All lines in the entries below that hold "match" make up the answer.
-- Source information follows --
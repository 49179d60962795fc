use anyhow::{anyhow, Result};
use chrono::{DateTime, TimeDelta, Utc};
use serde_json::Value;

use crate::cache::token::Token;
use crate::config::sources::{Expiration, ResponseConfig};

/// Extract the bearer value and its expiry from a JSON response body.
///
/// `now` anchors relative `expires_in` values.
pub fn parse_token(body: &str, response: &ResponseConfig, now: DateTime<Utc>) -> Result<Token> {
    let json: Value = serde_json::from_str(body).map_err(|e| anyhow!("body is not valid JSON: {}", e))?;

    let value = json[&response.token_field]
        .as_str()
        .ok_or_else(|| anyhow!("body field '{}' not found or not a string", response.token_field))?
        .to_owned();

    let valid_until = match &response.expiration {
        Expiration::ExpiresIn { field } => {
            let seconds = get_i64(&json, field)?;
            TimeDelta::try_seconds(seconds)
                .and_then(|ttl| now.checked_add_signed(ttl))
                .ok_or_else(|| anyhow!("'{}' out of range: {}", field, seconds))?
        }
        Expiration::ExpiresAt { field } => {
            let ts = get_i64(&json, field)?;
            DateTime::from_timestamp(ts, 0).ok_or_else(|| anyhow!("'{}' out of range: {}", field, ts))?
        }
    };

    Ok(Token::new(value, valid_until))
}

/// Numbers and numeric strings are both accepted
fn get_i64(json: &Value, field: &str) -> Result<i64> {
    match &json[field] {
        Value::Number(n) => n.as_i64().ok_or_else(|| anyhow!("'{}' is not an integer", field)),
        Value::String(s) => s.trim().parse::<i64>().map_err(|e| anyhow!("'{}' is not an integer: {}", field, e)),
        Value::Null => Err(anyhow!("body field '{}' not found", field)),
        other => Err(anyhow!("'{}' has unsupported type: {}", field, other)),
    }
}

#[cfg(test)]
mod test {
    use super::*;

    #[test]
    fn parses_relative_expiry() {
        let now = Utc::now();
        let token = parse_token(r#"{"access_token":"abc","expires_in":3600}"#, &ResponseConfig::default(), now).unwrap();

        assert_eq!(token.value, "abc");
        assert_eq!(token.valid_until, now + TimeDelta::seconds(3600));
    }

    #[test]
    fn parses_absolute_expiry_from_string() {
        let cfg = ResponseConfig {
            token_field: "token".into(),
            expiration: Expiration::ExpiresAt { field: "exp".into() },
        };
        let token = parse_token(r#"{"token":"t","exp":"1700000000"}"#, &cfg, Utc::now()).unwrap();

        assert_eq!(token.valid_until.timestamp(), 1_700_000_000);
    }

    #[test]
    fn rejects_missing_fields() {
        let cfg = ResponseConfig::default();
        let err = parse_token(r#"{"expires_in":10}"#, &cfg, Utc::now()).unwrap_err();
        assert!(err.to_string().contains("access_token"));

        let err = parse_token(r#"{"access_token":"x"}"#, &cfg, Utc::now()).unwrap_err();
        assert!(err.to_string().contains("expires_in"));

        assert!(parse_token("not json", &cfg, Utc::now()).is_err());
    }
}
-- Source information concluded --
### Solved exercise
    let valid_until = match &response.expiration {
    match &json[field] {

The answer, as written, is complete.